Reliable Event-driven Microservices: Making Sure Each Message is Processed Exactly Once

The workshop focuses on building line-of-business, fault-tolerant, cloud-based distributed systems. Such systems cannot afford to lose messages (nobody wants their order for Christmas gifts to be lost) nor to get them duplicated (that second Porsche in the driveway -- who ordered that?). In the past, we used to build such systems on the firm ground established by distributed transactions or large database instances - serving both as business data stores and messaging brokers. These times have come to an end as these technologies are either too expensive, too cumbersome, or simply not available anymore.

Through the workshop, you will learn how to use simple and inexpensive components available in the cloud to build reliable and robust systems that don't compromise consistency. The key to this is making peace with message duplication (yes, that's a fact of life) and understanding how and where it can be dealt with.

Some of the topics we are going to cover:

Synchronous vs asynchronous communication in microservices
Message delivery guarantees and message deduplication
Designing and testing distributed algorithms
Working effectively with infinite-scale databases such as DynamoDB or Cosmos DB
Reliable and robust communication via HTTP

Details

The workshop consists of ~15 hands-on exercises with short lectures in between. Each exercise takes 10-20 minutes to complete and is designed to move us one step closer to designing a reliable distributed system. Each exercise is split into two parts. In the first part, each attendee is given time to work on the problem independently. In the second part, all attendees attempt to solve it using the mob programming approach.

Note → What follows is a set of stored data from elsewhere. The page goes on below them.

//! # Mutation observer
//!
//! Module dedicated to event emission. Every storage capability can
//! be wrapped by an observed counterpart which, strictly after a
//! mutation succeeded, appends the matching [`Event`] to the user's
//! log:
//!
//! - insert emits a create delta carrying the stored snapshot,
//! - update emits an update delta carrying the post-update snapshot,
//! - delete emits a delete delta carrying only the identifier.
//!
//! Failed mutations emit nothing, and their errors are returned
//! untouched.
//!
//! Message mutations additionally emit a conversation delta, built
//! from the conversation aggregate as re-read from the storage after
//! the mutation.

use std::sync::Arc;

use async_trait::async_trait;
use paste::paste;
use tracing::{debug, warn};

use crate::{
    entity::{
        Address, AddressUpdate, Contact, ContactUpdate, Conversation, Label, LabelUpdate, Message,
        MessageCount, MessageUpdate,
    },
    event::{Delta, Event, EventId, EventStore},
    storage::{
        AddressStorage, ContactStorage, ConversationStorage, LabelStorage, MessageStorage, Storage,
    },
    user::UserId,
    AnyResult,
};

/// The event emitter.
///
/// Shared by every observed storage and by the IMAP push bridge, so
/// that client mutations and remote notices reach the log through
/// the same path.
#[derive(Clone, Debug)]
pub struct Emitter {
    events: Arc<EventStore>,
}

impl Emitter {
    pub fn new(events: Arc<EventStore>) -> Self {
        Self { events }
    }

    pub fn events(&self) -> &Arc<EventStore> {
        &self.events
    }

    pub async fn emit(&self, user: &UserId, event: Event) -> EventId {
        debug!(
            %user,
            messages = event.messages.len(),
            conversations = event.conversations.len(),
            "emitting event"
        );
        self.events.insert_event(user, event).await
    }
}

/// The observed message storage.
pub struct ObservedMessages {
    inner: Arc<dyn MessageStorage>,
    conversations: Arc<dyn ConversationStorage>,
    emitter: Emitter,
}

impl ObservedMessages {
    pub fn new(
        inner: Arc<dyn MessageStorage>,
        conversations: Arc<dyn ConversationStorage>,
        emitter: Emitter,
    ) -> Self {
        Self {
            inner,
            conversations,
            emitter,
        }
    }

    /// Build the delta of the given conversation, as it is after the
    /// mutation.
    ///
    /// A vanished conversation gives a delete delta. A conversation
    /// made of a single message gives a create delta when the
    /// mutation was an insertion.
    async fn conversation_delta(
        &self,
        user: &UserId,
        id: &str,
        inserted: bool,
    ) -> Option<Delta<Conversation>> {
        if id.is_empty() {
            return None;
        }

        match self.conversations.find_conversation(user, id).await {
            Ok(None) => Some(Delta::delete(id)),
            Ok(Some(conversation)) if inserted && conversation.num_messages == 1 => {
                Some(Delta::create(conversation))
            }
            Ok(Some(conversation)) => Some(Delta::update(conversation)),
            // the message mutation already succeeded, its delta must
            // still be emitted
            Err(err) => {
                warn!(%user, id, "cannot read conversation, skipping its delta: {err}");
                debug!("{err:?}");
                None
            }
        }
    }

    async fn emit(
        &self,
        user: &UserId,
        message: Delta<Message>,
        conversation: Option<Delta<Conversation>>,
    ) {
        let event = Event {
            messages: vec![message],
            conversations: conversation.into_iter().collect(),
            ..Default::default()
        };

        self.emitter.emit(user, event).await;
    }
}

#[async_trait]
impl MessageStorage for ObservedMessages {
    async fn insert_message(&self, user: &UserId, message: Message) -> AnyResult<Message> {
        let message = self.inner.insert_message(user, message).await?;
        let conversation = self
            .conversation_delta(user, &message.conversation_id, true)
            .await;
        self.emit(user, Delta::create(message.clone()), conversation)
            .await;
        Ok(message)
    }

    async fn update_message(&self, user: &UserId, update: MessageUpdate) -> AnyResult<Message> {
        let message = self.inner.update_message(user, update).await?;
        let conversation = self
            .conversation_delta(user, &message.conversation_id, false)
            .await;
        self.emit(user, Delta::update(message.clone()), conversation)
            .await;
        Ok(message)
    }

    async fn delete_message(&self, user: &UserId, id: &str) -> AnyResult<()> {
        // the conversation can only be known before the deletion
        let conversation_id = match self.inner.get_message(user, id).await {
            Ok(message) => Some(message.conversation_id),
            Err(_) => None,
        };

        self.inner.delete_message(user, id).await?;

        let conversation = match conversation_id {
            Some(conversation_id) => self.conversation_delta(user, &conversation_id, false).await,
            None => None,
        };
        self.emit(user, Delta::delete(id), conversation).await;
        Ok(())
    }

    async fn get_message(&self, user: &UserId, id: &str) -> AnyResult<Message> {
        self.inner.get_message(user, id).await
    }

    async fn list_messages(&self, user: &UserId) -> AnyResult<Vec<Message>> {
        self.inner.list_messages(user).await
    }

    async fn count_messages(&self, user: &UserId) -> AnyResult<Vec<MessageCount>> {
        self.inner.count_messages(user).await
    }
}

/// Macro for defining an observed storage of an entity kind without
/// any aggregate.
macro_rules! observed_storage {
    ($entity:ident, $plural:ident) => {
        paste! {
            #[doc = "The observed " $entity:lower " storage."]
            pub struct [<Observed $plural:camel>] {
                inner: Arc<dyn [<$entity Storage>]>,
                emitter: Emitter,
            }

            impl [<Observed $plural:camel>] {
                pub fn new(inner: Arc<dyn [<$entity Storage>]>, emitter: Emitter) -> Self {
                    Self { inner, emitter }
                }

                async fn emit(&self, user: &UserId, delta: Delta<$entity>) {
                    let event = Event {
                        $plural: vec![delta],
                        ..Default::default()
                    };
                    self.emitter.emit(user, event).await;
                }
            }

            #[async_trait]
            impl [<$entity Storage>] for [<Observed $plural:camel>] {
                async fn [<insert_ $entity:snake>](
                    &self,
                    user: &UserId,
                    entity: $entity,
                ) -> AnyResult<$entity> {
                    let entity = self.inner.[<insert_ $entity:snake>](user, entity).await?;
                    self.emit(user, Delta::create(entity.clone())).await;
                    Ok(entity)
                }

                async fn [<update_ $entity:snake>](
                    &self,
                    user: &UserId,
                    update: [<$entity Update>],
                ) -> AnyResult<$entity> {
                    let entity = self.inner.[<update_ $entity:snake>](user, update).await?;
                    self.emit(user, Delta::update(entity.clone())).await;
                    Ok(entity)
                }

                async fn [<delete_ $entity:snake>](&self, user: &UserId, id: &str) -> AnyResult<()> {
                    self.inner.[<delete_ $entity:snake>](user, id).await?;
                    self.emit(user, Delta::delete(id)).await;
                    Ok(())
                }

                async fn [<get_ $entity:snake>](&self, user: &UserId, id: &str) -> AnyResult<$entity> {
                    self.inner.[<get_ $entity:snake>](user, id).await
                }

                async fn [<list_ $plural>](&self, user: &UserId) -> AnyResult<Vec<$entity>> {
                    self.inner.[<list_ $plural>](user).await
                }
            }
        }
    };
}

observed_storage!(Contact, contacts);
observed_storage!(Label, labels);
observed_storage!(Address, addresses);

impl Storage {
    /// Wrap every mutating capability so that successful mutations
    /// append events to the given store.
    ///
    /// Conversations are read-only aggregates, they are kept as is.
    pub fn observed(self, events: Arc<EventStore>) -> Self {
        let emitter = Emitter::new(events);

        Self {
            messages: Arc::new(ObservedMessages::new(
                self.messages,
                self.conversations.clone(),
                emitter.clone(),
            )),
            conversations: self.conversations,
            contacts: Arc::new(ObservedContacts::new(self.contacts, emitter.clone())),
            labels: Arc::new(ObservedLabels::new(self.labels, emitter.clone())),
            addresses: Arc::new(ObservedAddresses::new(self.addresses, emitter)),
        }
    }
}

#[cfg(test)]
mod tests {
    use std::sync::Arc;

    use crate::{
        config::SyncConfig,
        entity::{Contact, ContactUpdate, Message, MessageUpdate},
        event::{Action, EventStore},
        storage::Storage,
        user::UserId,
    };

    fn setup() -> (Arc<EventStore>, Storage) {
        let events = Arc::new(EventStore::new(SyncConfig::default()));
        let storage = Storage::memory().observed(events.clone());
        (events, storage)
    }

    fn message(id: &str, conversation_id: &str) -> Message {
        Message {
            id: id.into(),
            conversation_id: conversation_id.into(),
            subject: id.into(),
            ..Default::default()
        }
    }

    #[test_log::test(tokio::test)]
    async fn message_lifecycle() {
        let (events, storage) = setup();
        let user = UserId::from("user");
        let start = events.get_last_event(&user).await;

        storage
            .messages
            .insert_message(&user, message("1", "conv"))
            .await
            .unwrap();

        let event = events.get_last_event(&user).await;
        assert_eq!(event.messages[0].action(), Action::Create);
        assert_eq!(event.conversations[0].action(), Action::Create);

        storage
            .messages
            .insert_message(&user, message("2", "conv"))
            .await
            .unwrap();

        let event = events.get_last_event(&user).await;
        assert_eq!(event.conversations[0].action(), Action::Update);
        let conversation = event.conversations[0].entity().unwrap();
        assert_eq!(conversation.num_messages, 2);

        storage
            .messages
            .update_message(&user, MessageUpdate::new("2").with_unread(true))
            .await
            .unwrap();

        let event = events.get_last_event(&user).await;
        assert_eq!(event.messages[0].action(), Action::Update);
        assert!(event.messages[0].entity().unwrap().unread);
        assert_eq!(event.conversations[0].entity().unwrap().num_unread, 1);

        storage.messages.delete_message(&user, "1").await.unwrap();

        let event = events.get_last_event(&user).await;
        assert_eq!(event.messages[0].action(), Action::Delete);
        assert!(event.messages[0].entity().is_none());
        assert_eq!(event.conversations[0].action(), Action::Update);

        storage.messages.delete_message(&user, "2").await.unwrap();

        let event = events.get_last_event(&user).await;
        assert_eq!(event.conversations[0].action(), Action::Delete);
        assert_eq!(event.conversations[0].id(), "conv");

        let merged = events.get_events_after(&user, &start.id).await.unwrap();
        assert_eq!(merged.messages.len(), 5);
        assert_eq!(merged.conversations.len(), 5);
    }

    #[test_log::test(tokio::test)]
    async fn failed_mutation_emits_nothing() {
        let (events, storage) = setup();
        let user = UserId::from("user");
        let last = events.get_last_event(&user).await;

        let err = storage.messages.delete_message(&user, "unknown").await;
        assert!(err.is_err());

        let err = storage
            .contacts
            .update_contact(
                &user,
                ContactUpdate {
                    id: "unknown".into(),
                    ..Default::default()
                },
            )
            .await;
        assert!(err.is_err());

        assert_eq!(events.get_last_event(&user).await.id, last.id);
    }

    #[test_log::test(tokio::test)]
    async fn contact_lifecycle() {
        let (events, storage) = setup();
        let user = UserId::from("user");
        let start = events.get_last_event(&user).await;

        let contact = storage
            .contacts
            .insert_contact(
                &user,
                Contact {
                    name: "Alice".into(),
                    ..Default::default()
                },
            )
            .await
            .unwrap();

        storage
            .contacts
            .update_contact(
                &user,
                ContactUpdate {
                    id: contact.id.clone(),
                    name: Some("Alice Doe".into()),
                    ..Default::default()
                },
            )
            .await
            .unwrap();

        storage
            .contacts
            .delete_contact(&user, &contact.id)
            .await
            .unwrap();

        let event = events.get_events_after(&user, &start.id).await.unwrap();
        let actions: Vec<_> = event.contacts.iter().map(|delta| delta.action()).collect();
        assert_eq!(actions, vec![Action::Create, Action::Update, Action::Delete]);
        assert_eq!(
            event.contacts[1].entity().map(|contact| contact.name.as_str()),
            Some("Alice Doe")
        );
        assert!(event.messages.is_empty());
    }
}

First, we will learn the advantages and pitfalls of synchronous and asynchronous architectures. In order to maximize the benefits of both approaches, we will split our system into two parts, the outer synchronous part, and the inner asynchronous core. Next, we will take a look at the very place where these two parts come together - a so-called sync-async boundary.

Next, we will look at the correct requirements for an asynchronous message-driven distributed system. What guarantees are necessary for our core async components to be able to execute the business process reliably? We will focus on the following aspects:

how to not lose messages
how to prevent processing a single message multiple times
how to prevent propagating invalid state

We will explore various deduplication techniques, including embracing natural idempotency of data structures, immutable data structures, and identity-based deduplication.

In the third part we will explore techniques for ensuring the correctness of our code, specifically:

how do develop intuition for building distributed algorithms
how to test concurrent code with hundreds and thousands of possible execution paths
how to use model-checking tools such as TLA+

The fourth part will take us to the advanced deduplication techniques required for the modern infinite scale databases such as DynamoDB and Cosmos DB. In this part we will develop algorithms designed to work with constraints of such databases e.g. limited entity size and lack of cross-partition transactions.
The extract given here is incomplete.